HARARE – A Zimbabwean black empowerment pressure group on Wednesday said international milk processor Nestle should be forced to sell its Harare subsidiary to local blacks if the firm refuses to buy milk from a farm owned by President Robert Mugabe’s wife, Grace.

The Affirmative Action Group (AGG) – whose members are closely linked to Mugabe’s ZANU PF party – said Nestle’s refusal to buy milk from Grace’s Gushungo farm was part of a “foreign regime change agenda” and said the firm should not be allowed to continue embarrassing the President’s family.
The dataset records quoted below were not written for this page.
use serde::{Deserialize, Serialize};

use super::core::{BorderWords, Position, Size};

/// A generated square: the answer words plus filler for the interior.
///
/// Created once by the generator and never modified; sessions build a
/// [`GridModel`](super::core::GridModel) from it.
#[derive(Debug, Clone, PartialEq, Eq, Serialize, Deserialize)]
pub struct PuzzleGrid {
    size: Size,
    rows: Vec<String>,
    border: BorderWords,
    seed: u64,
    #[serde(default)]
    fallback: bool,
}

impl PuzzleGrid {
    /// Lays `border` out on the edges and asks `interior` for every other
    /// cell, row by row.
    pub fn new(
        border: BorderWords,
        mut interior: impl FnMut(Position) -> char,
        seed: u64,
        fallback: bool,
    ) -> Self {
        let size = border.size();
        let n = size.len();

        let rows = (0..n)
            .map(|row| {
                (0..n)
                    .map(|col| {
                        let position = Position::new(row, col);
                        border
                            .target_at(position)
                            .unwrap_or_else(|| interior(position).to_ascii_uppercase())
                    })
                    .collect()
            })
            .collect();

        Self {
            size,
            rows,
            border,
            seed,
            fallback,
        }
    }

    pub const fn size(&self) -> Size {
        self.size
    }

    pub const fn border(&self) -> &BorderWords {
        &self.border
    }

    pub const fn seed(&self) -> u64 {
        self.seed
    }

    /// Whether this grid came from the hand-picked fallback words.
    pub const fn is_fallback(&self) -> bool {
        self.fallback
    }

    pub fn letter(&self, position: Position) -> Option<char> {
        self.rows
            .get(position.row)
            .and_then(|row| row.chars().nth(position.col))
    }

    pub fn rows(&self) -> impl Iterator<Item = &str> {
        self.rows.iter().map(String::as_str)
    }
}

impl std::fmt::Display for PuzzleGrid {
    fn fmt(&self, f: &mut std::fmt::Formatter<'_>) -> std::fmt::Result {
        for row in &self.rows {
            let spaced: Vec<String> = row.chars().map(String::from).collect();
            writeln!(f, "{}", spaced.join(" "))?;
        }
        Ok(())
    }
}
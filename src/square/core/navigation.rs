//! Cursor movement over the border cells.
//!
//! The traversal order is fixed: the top row left to right, down the right
//! column, down the left column, then the inside of the bottom row. Every
//! border cell appears exactly once.

use super::{GridModel, Position, Size};

pub fn ordered_editable_positions(size: Size) -> Vec<Position> {
    let n = size.len();
    let last = n - 1;

    let top = (0..n).map(|col| Position::new(0, col));
    let right = (1..n).map(|row| Position::new(row, last));
    let left = (1..n).map(|row| Position::new(row, 0));
    let bottom = (1..last).map(|col| Position::new(last, col));

    top.chain(right).chain(left).chain(bottom).collect()
}

/// Walks the border of a grid, skipping cells that are already locked in.
#[derive(Debug, Clone)]
pub struct NavigationCursor {
    order: Vec<Position>,
}

impl NavigationCursor {
    pub fn new(size: Size) -> Self {
        Self {
            order: ordered_editable_positions(size),
        }
    }

    pub fn order(&self) -> &[Position] {
        &self.order
    }

    fn is_open(grid: &GridModel, position: Position) -> bool {
        grid.cell(position).is_some_and(|cell| cell.is_editable())
    }

    pub fn find_first(&self, grid: &GridModel) -> Option<Position> {
        self.order
            .iter()
            .copied()
            .find(|position| Self::is_open(grid, *position))
    }

    /// The next open cell after `current`, wrapping around. A `current` off
    /// the border starts from the beginning.
    pub fn find_next(&self, grid: &GridModel, current: Position) -> Option<Position> {
        let Some(start) = self.order.iter().position(|p| *p == current) else {
            return self.find_first(grid);
        };

        let len = self.order.len();
        (1..=len)
            .map(|offset| self.order[(start + offset) % len])
            .find(|position| Self::is_open(grid, *position))
    }

    pub fn find_previous(&self, grid: &GridModel, current: Position) -> Option<Position> {
        let Some(start) = self.order.iter().position(|p| *p == current) else {
            return self.find_first(grid);
        };

        let len = self.order.len();
        (1..=len)
            .map(|offset| self.order[(start + len - offset) % len])
            .find(|position| Self::is_open(grid, *position))
    }
}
Mugabe often accuses Western powers of seeking to oust him as punishment for his controversial land reform programme which saw the government seizing white-owned farmland for redistribution to blacks.
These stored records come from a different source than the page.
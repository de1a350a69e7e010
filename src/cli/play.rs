use std::sync::Arc;

use tokio::io::{AsyncBufReadExt, BufReader};
use tracing::{info, instrument, warn};

use super::Play;
use crate::{
    errors::Result,
    framework::Config,
    square::{
        daily::today,
        game::{GridSnapshot, SavedGame},
        DailyPuzzles, Direction, FileStore, GameSession, GameStore, Phase, Position, PuzzleGrid,
        SessionHandle,
    },
};

const HELP: &str = "\
letters      type at the cursor (several at once is fine)
.            backspace
> / <        next / previous open cell
^            first open cell
@ROW,COL     jump to a cell, counting from 0
!            submit the border
:stats       your statistics for this size
:help        this message
:quit        save and leave";

#[derive(Debug, Clone, PartialEq, Eq)]
enum Input {
    Letters(Vec<char>),
    Backspace,
    Move(Direction),
    Submit,
    Stats,
    Help,
    Quit,
    Redraw,
    Unknown(String),
}

fn parse_position(text: &str) -> Option<Position> {
    let (row, col) = text.split_once(',')?;
    Some(Position::new(row.trim().parse().ok()?, col.trim().parse().ok()?))
}

fn parse_input(line: &str) -> Input {
    let line = line.trim();

    match line {
        "" => Input::Redraw,
        "." => Input::Backspace,
        ">" => Input::Move(Direction::Next),
        "<" => Input::Move(Direction::Previous),
        "^" => Input::Move(Direction::First),
        "!" => Input::Submit,
        ":stats" => Input::Stats,
        ":help" | "?" => Input::Help,
        ":quit" | ":q" => Input::Quit,
        _ => {
            if let Some(position) = line.strip_prefix('@').and_then(parse_position) {
                Input::Move(Direction::To(position))
            } else if line.chars().all(|ch| ch.is_ascii_alphabetic()) {
                Input::Letters(line.chars().collect())
            } else {
                Input::Unknown(line.to_owned())
            }
        }
    }
}

fn is_save_for(saved: &SavedGame, puzzle: &PuzzleGrid) -> bool {
    saved.size == puzzle.size() && &saved.target == puzzle.border()
}

fn show(snapshot: &GridSnapshot) {
    print!("{snapshot}");
    println!(
        "guesses: {}  time: {}:{:02}",
        snapshot.guesses,
        snapshot.elapsed_secs / 60,
        snapshot.elapsed_secs % 60
    );
}

/// Line-driven game on stdin/stdout. Progress is saved after every
/// submission and on the way out.
#[instrument(skip_all, fields(size = %args.size))]
pub async fn play(config: &Config, args: &Play) -> Result {
    let date = args.date.unwrap_or_else(today);
    let difficulty = args.size.difficulty();

    let words = Arc::new(config.words_list()?);
    let daily =
        DailyPuzzles::new(words.clone()).with_max_attempts(config.generator.max_attempts);
    let store = GameStore::new(FileStore::new(&config.storage.dir));

    let puzzle = daily.puzzle(date, args.size).await?;
    let mut session = GameSession::new();
    match store.load_state(date, difficulty).await {
        Some(saved) if is_save_for(&saved, &puzzle) => {
            if let Err(err) = session.resume(saved) {
                warn!(%err, "saved game unusable, starting over");
                session.load(&puzzle);
            }
        }
        Some(_) => {
            warn!("saved game is for a different puzzle, starting over");
            session.load(&puzzle);
        }
        None => session.load(&puzzle),
    }

    let mut stats = store.load_stats(difficulty).await;
    if stats.record_played(date) {
        store.save_stats(difficulty, &stats).await?;
    }

    let validator = Arc::new(config.validator(words));
    let (handle, task) = SessionHandle::spawn(session, validator);

    println!("wordsquare {date} ({difficulty}), type :help for commands");
    let snapshot = handle.snapshot().await?;
    show(&snapshot);

    let mut lines = BufReader::new(tokio::io::stdin()).lines();
    let mut finished = snapshot.phase == Phase::Won;

    while !finished {
        let Some(line) = lines.next_line().await? else {
            break;
        };

        match parse_input(&line) {
            Input::Letters(letters) => {
                for letter in letters {
                    handle.type_letter(letter).await?;
                }
            }
            Input::Backspace => {
                handle.backspace().await?;
            }
            Input::Move(direction) => {
                if handle.navigate(direction).await?.is_none() {
                    println!("nowhere to go");
                }
            }
            Input::Submit => {
                let result = handle.submit().await?;
                println!("{result}");

                if let Some(saved) = handle.save().await? {
                    store.save_state(date, difficulty, &saved).await?;
                }

                if result.is_win() {
                    let snapshot = handle.snapshot().await?;
                    if stats.record_win(date, snapshot.guesses) {
                        store.save_stats(difficulty, &stats).await?;
                    }
                    finished = true;
                }
            }
            Input::Stats => print!("{}", stats.report(today())),
            Input::Help => println!("{HELP}"),
            Input::Quit => break,
            Input::Redraw => {}
            Input::Unknown(input) => println!("don't know what {input:?} means, try :help"),
        }

        show(&handle.snapshot().await?);
    }

    if let Some(saved) = handle.save().await? {
        store.save_state(date, difficulty, &saved).await?;
    }

    drop(handle);
    let session = task.await?;

    if session.phase() == Phase::Won {
        if let Some(text) = session.share_text() {
            println!("\n{text}");
        }
    }

    info!(phase = ?session.phase(), "leaving game");
    Ok(())
}

#[cfg(test)]
mod tests {
    use pretty_assertions::assert_eq;

    use super::{is_save_for, parse_input, Input};
    use crate::square::{BorderWords, Direction, GameSession, Position, PuzzleGrid, Size};

    #[test]
    fn inputs() {
        assert_eq!(parse_input("  word "), Input::Letters(vec!['w', 'o', 'r', 'd']));
        assert_eq!(parse_input("."), Input::Backspace);
        assert_eq!(parse_input("!"), Input::Submit);
        assert_eq!(
            parse_input("@3, 2"),
            Input::Move(Direction::To(Position::new(3, 2)))
        );
        assert_eq!(parse_input(":q"), Input::Quit);
        assert_eq!(parse_input(""), Input::Redraw);
        assert_eq!(parse_input("wo rd"), Input::Unknown("wo rd".to_owned()));
        assert_eq!(parse_input("@x"), Input::Unknown("@x".to_owned()));
    }

    #[test]
    fn saves_must_match_the_days_puzzle() {
        let today = PuzzleGrid::new(BorderWords::fallback(Size::Four), |_| 'x', 1, true);
        let mut session = GameSession::new();
        session.load(&today);
        let saved = session.save().unwrap();

        assert!(is_save_for(&saved, &today));

        let yesterday = PuzzleGrid::new(
            BorderWords::parse("word", "west", "dust", "tast").unwrap(),
            |_| 'x',
            0,
            false,
        );
        assert!(!is_save_for(&saved, &yesterday));
        assert!(!is_save_for(
            &saved,
            &PuzzleGrid::new(BorderWords::fallback(Size::Five), |_| 'x', 1, true)
        ));
    }
}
Grace was allocated Gushongo under her husband’s land reforms that also saw senior members of ZANU PF, their friends and allies – including many members of the AAG – handed some of the best farms seized from whites.
“This is unacceptable (Nestle’s refusal to buy milk from Gushungo),” AGG secretary general Tafadzwa Musarara told journalists in Harare.

He added: “We are going to make sure that Nestle buys Gushungo milk. It is clear that Nestle is perpetuating a foreign regime change agenda. We are demanding that with immediate effect Nestle must be indigenised.”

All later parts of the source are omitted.